▸ **Exercise requirements**:
Please report every line of the listing below that has the word "TonePhrases" in it.

▸ **Records for the exercise**:
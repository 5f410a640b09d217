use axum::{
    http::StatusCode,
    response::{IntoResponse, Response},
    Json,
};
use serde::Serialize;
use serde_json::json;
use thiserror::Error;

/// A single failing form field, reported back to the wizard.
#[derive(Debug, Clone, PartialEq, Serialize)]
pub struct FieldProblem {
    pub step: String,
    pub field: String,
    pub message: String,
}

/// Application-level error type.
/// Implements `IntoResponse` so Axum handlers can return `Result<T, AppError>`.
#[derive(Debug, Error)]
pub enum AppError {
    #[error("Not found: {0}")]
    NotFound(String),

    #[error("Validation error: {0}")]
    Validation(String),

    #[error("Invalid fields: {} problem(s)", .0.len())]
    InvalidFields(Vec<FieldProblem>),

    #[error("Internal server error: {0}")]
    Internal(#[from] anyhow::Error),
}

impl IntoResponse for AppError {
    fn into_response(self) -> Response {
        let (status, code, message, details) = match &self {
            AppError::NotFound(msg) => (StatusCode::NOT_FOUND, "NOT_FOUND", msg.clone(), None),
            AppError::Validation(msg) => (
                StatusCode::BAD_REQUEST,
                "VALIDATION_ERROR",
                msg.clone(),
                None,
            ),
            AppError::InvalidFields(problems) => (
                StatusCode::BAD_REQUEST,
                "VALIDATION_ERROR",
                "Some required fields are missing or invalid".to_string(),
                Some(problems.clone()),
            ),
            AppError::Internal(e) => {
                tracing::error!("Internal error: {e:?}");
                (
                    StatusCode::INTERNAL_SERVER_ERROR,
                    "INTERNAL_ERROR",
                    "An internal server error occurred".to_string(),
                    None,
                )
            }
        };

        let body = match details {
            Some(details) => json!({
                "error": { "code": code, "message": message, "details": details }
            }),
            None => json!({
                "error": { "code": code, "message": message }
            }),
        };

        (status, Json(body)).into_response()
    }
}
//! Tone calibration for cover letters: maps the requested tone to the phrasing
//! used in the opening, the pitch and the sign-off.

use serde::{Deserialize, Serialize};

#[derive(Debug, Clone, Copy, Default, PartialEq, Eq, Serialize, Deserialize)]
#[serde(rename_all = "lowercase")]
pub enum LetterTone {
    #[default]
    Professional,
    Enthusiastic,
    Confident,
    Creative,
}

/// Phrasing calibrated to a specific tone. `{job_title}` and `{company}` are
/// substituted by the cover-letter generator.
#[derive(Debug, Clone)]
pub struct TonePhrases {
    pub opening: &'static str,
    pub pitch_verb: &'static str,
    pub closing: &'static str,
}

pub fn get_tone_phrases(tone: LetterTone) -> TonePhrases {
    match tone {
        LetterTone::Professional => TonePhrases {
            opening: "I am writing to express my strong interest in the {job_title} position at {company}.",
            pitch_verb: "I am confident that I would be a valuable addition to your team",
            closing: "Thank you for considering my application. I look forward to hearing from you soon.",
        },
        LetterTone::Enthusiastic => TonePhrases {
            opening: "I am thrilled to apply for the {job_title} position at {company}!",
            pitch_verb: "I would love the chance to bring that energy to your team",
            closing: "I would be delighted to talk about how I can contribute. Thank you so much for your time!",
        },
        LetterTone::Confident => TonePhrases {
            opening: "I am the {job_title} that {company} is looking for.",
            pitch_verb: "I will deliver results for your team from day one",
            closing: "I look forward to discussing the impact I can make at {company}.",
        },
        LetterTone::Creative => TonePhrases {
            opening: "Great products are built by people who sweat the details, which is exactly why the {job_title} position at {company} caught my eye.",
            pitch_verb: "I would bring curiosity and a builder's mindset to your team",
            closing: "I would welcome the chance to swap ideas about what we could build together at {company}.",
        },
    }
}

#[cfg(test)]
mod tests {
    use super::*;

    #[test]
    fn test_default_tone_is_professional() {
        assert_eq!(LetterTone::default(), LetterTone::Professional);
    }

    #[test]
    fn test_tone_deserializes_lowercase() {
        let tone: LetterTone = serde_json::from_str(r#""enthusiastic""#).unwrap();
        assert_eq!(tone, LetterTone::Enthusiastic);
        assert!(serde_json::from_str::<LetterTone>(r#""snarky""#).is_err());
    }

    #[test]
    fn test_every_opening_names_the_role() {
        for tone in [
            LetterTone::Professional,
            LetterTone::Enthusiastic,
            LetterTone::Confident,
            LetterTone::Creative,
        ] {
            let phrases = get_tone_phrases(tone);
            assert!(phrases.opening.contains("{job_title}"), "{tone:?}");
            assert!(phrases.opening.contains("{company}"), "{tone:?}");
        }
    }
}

...

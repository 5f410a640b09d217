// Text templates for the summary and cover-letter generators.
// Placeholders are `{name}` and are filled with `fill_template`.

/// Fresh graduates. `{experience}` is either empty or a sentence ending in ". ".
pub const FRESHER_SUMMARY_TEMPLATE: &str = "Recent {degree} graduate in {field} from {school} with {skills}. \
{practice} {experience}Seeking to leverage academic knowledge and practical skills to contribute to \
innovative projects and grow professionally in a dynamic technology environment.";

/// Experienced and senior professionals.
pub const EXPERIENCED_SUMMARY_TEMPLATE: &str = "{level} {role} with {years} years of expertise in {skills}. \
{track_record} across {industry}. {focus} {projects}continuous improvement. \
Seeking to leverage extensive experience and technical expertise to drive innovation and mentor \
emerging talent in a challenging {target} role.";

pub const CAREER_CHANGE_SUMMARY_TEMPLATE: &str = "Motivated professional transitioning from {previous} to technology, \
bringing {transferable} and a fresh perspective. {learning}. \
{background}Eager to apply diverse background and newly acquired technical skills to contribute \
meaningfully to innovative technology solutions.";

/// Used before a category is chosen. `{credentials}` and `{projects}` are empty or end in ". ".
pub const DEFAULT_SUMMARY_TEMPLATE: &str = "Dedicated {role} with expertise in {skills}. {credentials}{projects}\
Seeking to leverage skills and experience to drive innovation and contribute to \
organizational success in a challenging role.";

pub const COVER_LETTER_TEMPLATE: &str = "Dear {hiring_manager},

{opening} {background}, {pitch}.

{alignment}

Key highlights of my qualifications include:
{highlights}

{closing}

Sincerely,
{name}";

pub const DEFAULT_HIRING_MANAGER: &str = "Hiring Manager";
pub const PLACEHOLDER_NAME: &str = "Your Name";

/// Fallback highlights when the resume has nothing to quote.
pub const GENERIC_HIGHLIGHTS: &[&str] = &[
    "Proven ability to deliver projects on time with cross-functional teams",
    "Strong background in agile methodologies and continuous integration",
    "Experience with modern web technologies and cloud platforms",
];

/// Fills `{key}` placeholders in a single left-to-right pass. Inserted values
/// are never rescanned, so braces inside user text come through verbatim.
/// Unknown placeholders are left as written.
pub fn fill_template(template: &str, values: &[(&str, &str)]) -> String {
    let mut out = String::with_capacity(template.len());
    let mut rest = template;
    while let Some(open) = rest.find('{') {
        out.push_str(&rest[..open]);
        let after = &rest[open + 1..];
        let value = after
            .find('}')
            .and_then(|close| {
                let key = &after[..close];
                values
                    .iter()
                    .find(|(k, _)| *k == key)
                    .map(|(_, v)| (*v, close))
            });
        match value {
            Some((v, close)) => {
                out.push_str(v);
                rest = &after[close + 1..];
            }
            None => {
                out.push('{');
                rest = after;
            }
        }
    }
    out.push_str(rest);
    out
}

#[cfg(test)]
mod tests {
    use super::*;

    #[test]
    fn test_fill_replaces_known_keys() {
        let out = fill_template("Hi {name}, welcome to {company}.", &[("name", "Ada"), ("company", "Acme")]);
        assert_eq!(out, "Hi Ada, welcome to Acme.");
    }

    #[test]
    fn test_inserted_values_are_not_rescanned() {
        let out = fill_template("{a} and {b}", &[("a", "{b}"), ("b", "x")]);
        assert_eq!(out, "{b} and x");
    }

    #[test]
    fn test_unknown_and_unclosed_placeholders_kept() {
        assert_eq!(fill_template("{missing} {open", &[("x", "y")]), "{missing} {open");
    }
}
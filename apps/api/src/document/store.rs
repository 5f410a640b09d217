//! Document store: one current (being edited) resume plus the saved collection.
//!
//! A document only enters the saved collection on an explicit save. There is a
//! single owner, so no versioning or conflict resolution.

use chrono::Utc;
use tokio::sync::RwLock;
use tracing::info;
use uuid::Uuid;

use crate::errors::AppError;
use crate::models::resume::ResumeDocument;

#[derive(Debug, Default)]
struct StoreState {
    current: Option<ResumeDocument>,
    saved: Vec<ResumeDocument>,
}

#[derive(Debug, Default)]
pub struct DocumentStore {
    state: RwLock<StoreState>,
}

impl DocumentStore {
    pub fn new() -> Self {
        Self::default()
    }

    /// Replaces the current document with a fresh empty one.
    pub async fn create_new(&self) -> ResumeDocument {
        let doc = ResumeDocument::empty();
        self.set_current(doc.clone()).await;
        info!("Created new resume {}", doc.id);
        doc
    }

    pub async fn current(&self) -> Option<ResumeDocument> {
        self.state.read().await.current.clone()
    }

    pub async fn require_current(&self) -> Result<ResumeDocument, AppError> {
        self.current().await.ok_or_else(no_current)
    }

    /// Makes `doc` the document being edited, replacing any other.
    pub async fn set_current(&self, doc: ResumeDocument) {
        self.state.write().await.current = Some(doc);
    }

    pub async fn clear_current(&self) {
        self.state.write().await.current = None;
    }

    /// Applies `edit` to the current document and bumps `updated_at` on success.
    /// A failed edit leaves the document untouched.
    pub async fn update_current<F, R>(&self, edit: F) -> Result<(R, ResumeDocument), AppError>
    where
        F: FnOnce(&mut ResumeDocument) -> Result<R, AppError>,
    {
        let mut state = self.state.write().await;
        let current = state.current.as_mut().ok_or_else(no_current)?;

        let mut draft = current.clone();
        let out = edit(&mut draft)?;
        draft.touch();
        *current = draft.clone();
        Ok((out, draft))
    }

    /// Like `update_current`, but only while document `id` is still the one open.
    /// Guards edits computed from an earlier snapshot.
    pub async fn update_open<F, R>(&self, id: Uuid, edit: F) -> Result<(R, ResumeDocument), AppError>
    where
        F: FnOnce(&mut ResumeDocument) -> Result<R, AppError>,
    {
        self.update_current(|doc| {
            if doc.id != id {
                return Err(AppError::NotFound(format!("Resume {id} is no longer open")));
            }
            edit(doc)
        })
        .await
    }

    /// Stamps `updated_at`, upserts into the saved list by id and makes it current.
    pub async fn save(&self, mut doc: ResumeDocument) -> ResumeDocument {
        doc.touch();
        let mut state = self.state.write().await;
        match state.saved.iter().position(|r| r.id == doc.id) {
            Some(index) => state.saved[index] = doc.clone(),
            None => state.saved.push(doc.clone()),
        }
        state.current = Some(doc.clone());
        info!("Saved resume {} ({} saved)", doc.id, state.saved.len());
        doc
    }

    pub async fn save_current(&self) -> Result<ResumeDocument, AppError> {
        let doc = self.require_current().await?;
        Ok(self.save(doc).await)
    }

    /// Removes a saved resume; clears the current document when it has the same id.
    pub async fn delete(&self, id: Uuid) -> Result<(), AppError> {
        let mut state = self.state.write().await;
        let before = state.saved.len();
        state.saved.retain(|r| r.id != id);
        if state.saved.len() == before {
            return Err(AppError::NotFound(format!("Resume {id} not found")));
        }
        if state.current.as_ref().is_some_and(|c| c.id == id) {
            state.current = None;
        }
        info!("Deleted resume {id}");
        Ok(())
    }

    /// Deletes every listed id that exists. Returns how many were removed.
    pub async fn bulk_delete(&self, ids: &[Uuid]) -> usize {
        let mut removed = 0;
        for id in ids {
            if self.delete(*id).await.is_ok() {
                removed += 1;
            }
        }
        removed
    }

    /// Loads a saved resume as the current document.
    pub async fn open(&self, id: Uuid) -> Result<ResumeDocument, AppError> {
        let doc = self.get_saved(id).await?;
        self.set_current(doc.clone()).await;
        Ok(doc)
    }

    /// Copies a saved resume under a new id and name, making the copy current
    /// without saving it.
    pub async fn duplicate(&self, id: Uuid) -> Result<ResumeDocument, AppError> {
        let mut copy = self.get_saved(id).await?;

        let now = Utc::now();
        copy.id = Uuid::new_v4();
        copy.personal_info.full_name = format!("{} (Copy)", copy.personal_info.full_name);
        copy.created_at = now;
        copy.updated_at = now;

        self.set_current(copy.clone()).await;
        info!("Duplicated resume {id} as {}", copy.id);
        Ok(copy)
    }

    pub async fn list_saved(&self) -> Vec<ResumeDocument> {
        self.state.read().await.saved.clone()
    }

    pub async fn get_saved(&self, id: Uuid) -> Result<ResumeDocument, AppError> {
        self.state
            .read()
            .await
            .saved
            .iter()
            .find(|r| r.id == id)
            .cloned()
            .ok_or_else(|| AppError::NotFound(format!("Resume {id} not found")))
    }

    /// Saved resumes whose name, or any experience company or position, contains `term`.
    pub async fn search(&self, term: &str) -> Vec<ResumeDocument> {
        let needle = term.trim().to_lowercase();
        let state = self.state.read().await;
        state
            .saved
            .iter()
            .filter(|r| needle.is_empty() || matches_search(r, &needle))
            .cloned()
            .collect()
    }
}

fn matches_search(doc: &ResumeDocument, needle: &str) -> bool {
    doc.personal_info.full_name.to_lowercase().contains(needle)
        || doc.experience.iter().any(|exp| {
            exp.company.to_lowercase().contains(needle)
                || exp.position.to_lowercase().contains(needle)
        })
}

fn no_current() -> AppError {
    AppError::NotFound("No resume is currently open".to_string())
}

--

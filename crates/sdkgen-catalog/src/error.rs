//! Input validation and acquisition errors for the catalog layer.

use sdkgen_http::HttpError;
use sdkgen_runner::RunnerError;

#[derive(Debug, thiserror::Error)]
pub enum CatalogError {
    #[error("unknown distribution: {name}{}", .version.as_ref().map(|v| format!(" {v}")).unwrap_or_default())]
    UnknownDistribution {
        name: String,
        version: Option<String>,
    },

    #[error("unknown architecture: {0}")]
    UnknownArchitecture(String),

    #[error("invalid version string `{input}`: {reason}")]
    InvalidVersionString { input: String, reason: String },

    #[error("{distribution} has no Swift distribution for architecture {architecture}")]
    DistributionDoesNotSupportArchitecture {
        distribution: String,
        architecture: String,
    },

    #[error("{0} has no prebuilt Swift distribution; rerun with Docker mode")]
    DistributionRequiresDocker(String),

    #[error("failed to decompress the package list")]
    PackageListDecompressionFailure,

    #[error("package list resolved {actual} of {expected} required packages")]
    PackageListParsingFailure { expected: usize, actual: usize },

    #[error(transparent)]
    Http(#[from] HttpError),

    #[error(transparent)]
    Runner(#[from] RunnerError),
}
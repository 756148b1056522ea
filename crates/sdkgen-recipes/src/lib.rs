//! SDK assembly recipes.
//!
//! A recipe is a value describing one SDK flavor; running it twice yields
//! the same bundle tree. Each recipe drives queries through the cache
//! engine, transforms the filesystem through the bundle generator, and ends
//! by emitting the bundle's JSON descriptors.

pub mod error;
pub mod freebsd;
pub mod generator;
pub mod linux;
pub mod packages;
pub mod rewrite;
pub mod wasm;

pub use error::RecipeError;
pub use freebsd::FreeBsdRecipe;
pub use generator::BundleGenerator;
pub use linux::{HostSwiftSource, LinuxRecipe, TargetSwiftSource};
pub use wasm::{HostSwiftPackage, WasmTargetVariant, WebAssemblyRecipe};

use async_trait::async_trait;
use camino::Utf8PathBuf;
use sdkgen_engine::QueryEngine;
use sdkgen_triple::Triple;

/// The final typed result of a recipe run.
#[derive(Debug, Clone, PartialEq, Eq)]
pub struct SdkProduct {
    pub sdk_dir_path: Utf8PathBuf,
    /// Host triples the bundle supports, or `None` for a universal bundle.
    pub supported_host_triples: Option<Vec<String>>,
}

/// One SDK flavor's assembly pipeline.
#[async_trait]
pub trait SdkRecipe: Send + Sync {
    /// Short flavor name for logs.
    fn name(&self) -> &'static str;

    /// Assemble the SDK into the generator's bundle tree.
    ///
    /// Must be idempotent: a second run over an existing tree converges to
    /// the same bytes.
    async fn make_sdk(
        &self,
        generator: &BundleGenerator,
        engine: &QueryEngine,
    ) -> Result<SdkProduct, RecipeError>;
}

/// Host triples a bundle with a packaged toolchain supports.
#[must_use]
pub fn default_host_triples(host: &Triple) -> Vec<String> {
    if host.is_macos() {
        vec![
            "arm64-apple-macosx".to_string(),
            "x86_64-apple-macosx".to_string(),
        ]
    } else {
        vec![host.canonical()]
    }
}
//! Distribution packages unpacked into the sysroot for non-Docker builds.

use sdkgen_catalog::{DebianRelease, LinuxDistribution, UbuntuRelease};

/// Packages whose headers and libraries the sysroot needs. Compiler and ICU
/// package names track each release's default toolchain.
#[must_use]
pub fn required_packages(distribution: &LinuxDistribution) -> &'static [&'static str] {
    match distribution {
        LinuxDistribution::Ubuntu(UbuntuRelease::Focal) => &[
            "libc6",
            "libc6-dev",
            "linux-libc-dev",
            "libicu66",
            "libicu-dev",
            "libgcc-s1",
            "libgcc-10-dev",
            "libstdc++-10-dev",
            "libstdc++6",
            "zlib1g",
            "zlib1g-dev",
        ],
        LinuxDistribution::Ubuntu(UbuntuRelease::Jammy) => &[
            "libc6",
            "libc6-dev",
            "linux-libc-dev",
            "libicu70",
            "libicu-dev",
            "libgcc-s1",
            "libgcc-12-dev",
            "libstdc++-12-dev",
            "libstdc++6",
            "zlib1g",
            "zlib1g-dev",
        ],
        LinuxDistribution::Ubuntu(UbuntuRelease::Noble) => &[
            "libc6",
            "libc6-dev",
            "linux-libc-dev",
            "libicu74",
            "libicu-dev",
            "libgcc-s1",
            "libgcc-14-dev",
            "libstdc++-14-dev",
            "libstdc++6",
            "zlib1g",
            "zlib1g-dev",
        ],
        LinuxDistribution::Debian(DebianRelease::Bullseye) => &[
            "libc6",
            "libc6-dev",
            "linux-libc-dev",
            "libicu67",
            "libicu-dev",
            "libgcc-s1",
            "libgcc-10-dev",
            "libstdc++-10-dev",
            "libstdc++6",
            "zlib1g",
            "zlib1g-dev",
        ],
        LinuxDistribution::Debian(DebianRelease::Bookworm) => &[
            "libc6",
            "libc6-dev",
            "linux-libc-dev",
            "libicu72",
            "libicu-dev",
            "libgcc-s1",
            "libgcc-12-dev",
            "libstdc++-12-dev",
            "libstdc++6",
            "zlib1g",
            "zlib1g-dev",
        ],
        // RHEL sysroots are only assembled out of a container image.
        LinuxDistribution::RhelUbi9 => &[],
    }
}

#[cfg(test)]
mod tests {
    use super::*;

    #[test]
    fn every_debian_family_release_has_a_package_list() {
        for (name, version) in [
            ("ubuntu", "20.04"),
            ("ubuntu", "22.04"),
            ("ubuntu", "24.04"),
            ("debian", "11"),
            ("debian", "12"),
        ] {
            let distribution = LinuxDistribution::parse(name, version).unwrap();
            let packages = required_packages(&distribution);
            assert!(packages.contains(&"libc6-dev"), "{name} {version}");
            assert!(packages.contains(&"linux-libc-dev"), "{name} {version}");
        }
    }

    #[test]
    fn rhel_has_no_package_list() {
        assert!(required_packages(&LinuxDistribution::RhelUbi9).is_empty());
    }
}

▸ **Response to this task**:
pub struct TonePhrases {
pub fn get_tone_phrases(tone: LetterTone) -> TonePhrases {
        LetterTone::Professional => TonePhrases {
        LetterTone::Enthusiastic => TonePhrases {
        LetterTone::Confident => TonePhrases {
        LetterTone::Creative => TonePhrases {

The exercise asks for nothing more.